La Dda di Reggio ne ha chiesto ieri l’arresto con l’accusa di corruzione aggravata dalle modalità mafiose. Insieme a Caridi, sarebbe stato più volte sorpreso a chiacchierare con il boss Mommo Raso, oggi deceduto, che da lui pretendeva una mano per sbloccare i lavori nel parco naturale Decima Malafede, a Roma, eseguiti in zona vincolata. In più, Raso avrebbe chiesto a Galati una mano per ramazzare appalti e lavori per il trasporto pubblico e per lo smaltimento rifiuti nella capitale. Ma il gip ha bocciato la richiesta perché non ha ritenuto sussistente un grave quadro indiziario. Nella carte vi era anche un nuovo mandato d’arresto per il senatore Caridi.

Il giudice per le indagini preliminari, in questo caso, ha ritenuto che le accuse fossero già assorbite dall’ordinanza emessa nell’operazione Mammasantissima. «Caridi – scrivono i magistrati- come i broker della droga presta i suoi servigi a tutti i clan e tutti i clan sollecitati rispondono all’appello quando si tratta di sostenere il politico alle elezioni».

L’indagine Alchemia, condotta ieri all’alba in Liguria, Calabria, Lazio, Piemonte, ha messo a segno 42 misure cautelari (34 in carcere, 6 ai domiciliari e 2 interdittive dall’esercizio di un pubblico ufficio) a carico di personaggi affiliati e contigui alle cosche Raso-Gullace-Albanese di Cittanova e Parrello-Gagliostro di Palmi, indagati, a vario titolo, per i reati di associazione per delinquere di stampo mafioso, concorso esterno in associazione mafiosa, corruzione, intestazione fittizia di beni.
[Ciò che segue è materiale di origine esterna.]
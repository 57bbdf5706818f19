use crate::member::TeamMember;
use crate::money;

/// Derives the pool total from the members' eligible amounts.
pub struct PoolSizing<'a> {
    members: &'a [TeamMember],
}

impl<'a> PoolSizing<'a> {
    pub fn new(members: &'a [TeamMember]) -> Self {
        Self { members }
    }

    pub fn total_eligible(&self) -> f64 {
        self.members.iter().map(|m| m.eligible_amount).sum()
    }

    pub fn execute(&self, percentage_of_eligible: f64) -> i64 {
        money::round_units(money::percent_of(
            self.total_eligible(),
            percentage_of_eligible,
        ))
    }
}

pub fn compute_total_amount(members: &[TeamMember], percentage_of_eligible: f64) -> i64 {
    PoolSizing::new(members).execute(percentage_of_eligible)
}
fn main() {
    tracing_subscriber::fmt()
        .with_env_filter(
            EnvFilter::try_from_default_env().unwrap_or_else(|_| EnvFilter::new("warn")),
        )
        .with_writer(io::stderr)
        .init();

    let settings = match std::env::var("BONUS_POOL_SETTINGS") {
        Ok(path) => match load_settings_from_json(&path) {
            Ok(settings) => settings,
            Err(e) => {
                eprintln!("Ignoring settings from {}: {}", path, e);
                PoolSettings::default()
            }
        },
        Err(_) => PoolSettings::default(),
    };
    let mut ledger = match BonusLedger::with_settings(settings) {
        Ok(ledger) => ledger,
        Err(_) => BonusLedger::new(),
    };

    println!("Bonus Pool (CLI) - type 'help' for commands\n");
    println!("{}", render_members_table(&ledger));

    let stdin = io::stdin();
    let mut line = String::new();
    loop {
        print!("> ");
        let _ = io::stdout().flush();
        line.clear();
        match stdin.read_line(&mut line) {
            Ok(0) | Err(_) => break,
            Ok(_) => {}
        }
        let input = line.trim();
        if input.is_empty() {
            continue;
        }

        let mut parts = input.split_whitespace();
        let cmd = parts.next().unwrap_or("");

        match cmd {
            "help" => print_help(),
            "quit" | "exit" => break,
            "show" => println!("{}", render_members_table(&ledger)),
            "summary" => {
                let summary = ledger.summary();
                let currency = ledger.settings().currency;
                println!("Summary ({})", summary.to_cli_summary());
                if summary.slices.is_empty() {
                    println!("No allocations to display");
                }
                for slice in &summary.slices {
                    println!("  {:<24} {}", slice.label, currency.format(slice.amount));
                }
            }
            "demo" => {
                let sample = vec![
                    NewMember::new("Alex Johnson", "Senior Developer", 10_000.0),
                    NewMember::new("Jamie Smith", "Product Manager", 12_000.0),
                    NewMember::new("Taylor Brown", "Designer", 8_000.0),
                ];
                let result = ledger.replace_all_members(sample);
                report(&ledger, result, "Sample team loaded.");
            }
            "add" => match parse_add(input.trim_start_matches("add")) {
                Ok(candidate) => match ledger.add_member(candidate) {
                    Ok(id) => {
                        println!("Member added (id={}).", id);
                        println!("{}", render_members_table(&ledger));
                    }
                    Err(e) => println!("Error: {}", e),
                },
                Err(msg) => println!("{}", msg),
            },
            "update" => {
                let member_s = parts.next();
                let field = parts.next();
                let (Some(member_s), Some(field)) = (member_s, field) else {
                    println!("Usage: update <member> name|role|eligible|notes <value>");
                    continue;
                };
                let Some(id) = resolve_member(&ledger, member_s) else {
                    println!("Member {} not found.", member_s);
                    continue;
                };
                let value = rest_of(input, 3);
                let update = match field {
                    "name" => MemberUpdate::name(value),
                    "role" => MemberUpdate::role(value),
                    "eligible" => match parse_amount(&value) {
                        Some(amount) => MemberUpdate::eligible_amount(amount),
                        None => {
                            println!("Invalid eligible amount '{}'", value);
                            continue;
                        }
                    },
                    "notes" => MemberUpdate::notes(Some(value).filter(|v| !v.is_empty())),
                    other => {
                        println!("Unknown field '{}'.", other);
                        println!("Usage: update <member> name|role|eligible|notes <value>");
                        continue;
                    }
                };
                let result = ledger.update_member(&id, update);
                report(&ledger, result, "Member updated.");
            }
            "manual" => {
                let member_s = parts.next();
                let value_s = parts.next();
                let (Some(member_s), Some(value_s)) = (member_s, value_s) else {
                    println!("Usage: manual <member> <pct|auto>");
                    continue;
                };
                let Some(id) = resolve_member(&ledger, member_s) else {
                    println!("Member {} not found.", member_s);
                    continue;
                };
                let percentage = if value_s.eq_ignore_ascii_case("auto") {
                    None
                } else {
                    match value_s.trim_end_matches('%').parse::<f64>() {
                        Ok(v) => Some(v),
                        Err(_) => {
                            println!("Invalid percentage");
                            continue;
                        }
                    }
                };
                let result = ledger.set_manual_allocation(&id, percentage);
                report(&ledger, result, "Manual allocation set.");
            }
            "remove" => match parts.next() {
                Some(member_s) => match resolve_member(&ledger, member_s) {
                    Some(id) => {
                        let name = ledger
                            .find_member(&id)
                            .map(|m| m.name.clone())
                            .unwrap_or_default();
                        if ledger.remove_member(&id) {
                            println!("Removed member {}.", name);
                            println!("{}", render_members_table(&ledger));
                        }
                    }
                    None => println!("Member {} not found.", member_s),
                },
                None => println!("Usage: remove <member>"),
            },
            "strategy" => match parts.next().map(AllocationStrategy::from_str) {
                Some(Ok(strategy)) => {
                    ledger.set_allocation_strategy(strategy);
                    println!("Strategy set to {}.", strategy);
                    println!("{}", render_members_table(&ledger));
                }
                Some(Err(e)) => println!("{}. Use 'strategies' to list options.", e),
                None => println!("Usage: strategy <equal|proportional|custom>"),
            },
            "strategies" => print_strategies(),
            "percent" => match parts.next().map(|s| s.trim_end_matches('%').parse::<f64>()) {
                Some(Ok(pct)) => {
                    let result = ledger.set_percentage_of_eligible(pct);
                    report(&ledger, result, "Percentage of eligible updated.");
                }
                Some(Err(_)) => println!("Invalid percentage"),
                None => println!("Usage: percent <pct>"),
            },
            "allocate" => match ledger.run_auto_allocate() {
                Ok(summary) => {
                    println!("Allocated ({})", summary.to_cli_summary());
                    println!("{}", render_members_table(&ledger));
                }
                Err(e) => println!("Cannot allocate: {}.", e),
            },
            "reset" => {
                ledger.reset_allocations();
                println!("Allocations reset.");
                println!("{}", render_members_table(&ledger));
            }
            "import" => {
                let mode_s = parts.next();
                let path = parts.next();
                match (mode_s.map(ImportMode::from_str), path) {
                    (Some(Ok(mode)), Some(path)) => {
                        match import_members_from_csv(&mut ledger, path, mode) {
                            Ok(outcome) => {
                                println!(
                                    "Imported {} member(s) from {} ({}, skipped {}).",
                                    outcome.imported,
                                    path,
                                    outcome.mode.as_str(),
                                    outcome.skipped
                                );
                                println!("{}", render_members_table(&ledger));
                            }
                            Err(e) => println!("Import failed: {}", e),
                        }
                    }
                    _ => println!("Usage: import <replace|append> <path>"),
                }
            }
            "export" => match parts.next() {
                Some(path) => match export_members_to_csv(ledger.members(), path) {
                    Ok(()) => println!(
                        "Exported {} member(s) to {}.",
                        ledger.members().len(),
                        path
                    ),
                    Err(e) => println!("Export failed: {}", e),
                },
                None => println!("Usage: export <path>"),
            },
            "settings" => match parts.next() {
                Some("show") | None => print_settings(ledger.settings()),
                Some("load") => match parts.next() {
                    Some(path) => match load_settings_from_json(path) {
                        Ok(settings) => match ledger.apply_settings(settings) {
                            Ok(()) => {
                                println!("Settings loaded from {}.", path);
                                print_settings(ledger.settings());
                            }
                            Err(e) => println!("Error applying settings: {}", e),
                        },
                        Err(e) => println!("Error loading settings: {}", e),
                    },
                    None => println!("Usage: settings load <json_path>"),
                },
                Some("save") => match parts.next() {
                    Some(path) => match save_settings_to_json(ledger.settings(), path) {
                        Ok(()) => println!("Settings saved to {}.", path),
                        Err(e) => println!("Error saving settings: {}", e),
                    },
                    None => println!("Usage: settings save <json_path>"),
                },
                Some(other) => {
                    println!("Unknown settings command '{}'.", other);
                    println!("Usage: settings show|load <json_path>|save <json_path>");
                }
            },
            _ => {
                println!("Unknown command. Type 'help'.");
            }
        }
    }
}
Le indagini avrebbero svelato l’interesse della ‘ndrangheta per diversi settori strategici, come il movimento-terra, l’edilizia, l’import-export di prodotti alimentari, la gestione di sale giochi e di piattaforme di scommesse on line, la lavorazione dei marmi, gli autotrasporti, lo smaltimento e il trasporto di rifiuti speciali, con l’individuazione di società intestate a prestanome.

Gli affiliati alla cosca cittanovese operanti in Liguria avrebbero confermato il loro profilo di pericolosità e di solido collegamento con la casa madre, evidenziando ancora una volta il rilevante ruolo della Liguria nelle dinamiche e negli interessi della ‘ndrangheta al Nord.
Il cuore del business erano i treni ad alta velocità. Gli inquirenti hanno scoperchiato le infiltrazioni delle ‘ndrine al fine di aggiudicarsi i subappalti legati alla Terzo Valico dei Giovi. Allo scopo di agevolare l’inizio dei lavori le cosche avrebbero anche foraggiato i comitati Sì Tav.

Una piovra con testa a Cittanova e tentacoli imprenditoriali in tutto il nord. I summit si svolgevano nella Piana di Gioia Tauro e da lì si diramavano gli ordini dei boss per infiltrare i subappalti della linea ferroviaria che collega Milano a Genova. Nell’inchiesta è indagato anche il vicepresidente del consiglio regionale calabrese, Francesco D’Agostino (Pd), eletto nel 2014 con 9942 voti nella lista Oliverio Presidente, messa in piedi proprio dal presidente dem.D’Agostino, «il re dello Stoccafisso», titolare dell’azienda Stocco & Stocco di Cittanova, risulta «in passato essere stato oggetto di attenzione degli investigatori in quanto indicato quale uomo di fiducia dei Raso-Albanese”.Negli anni Ottanta era stato arrestato per detenzione abusiva di armi. Per i magistrati della Dda è «una delle pedine di cui si servivano i clan per portare a termine i loro affari».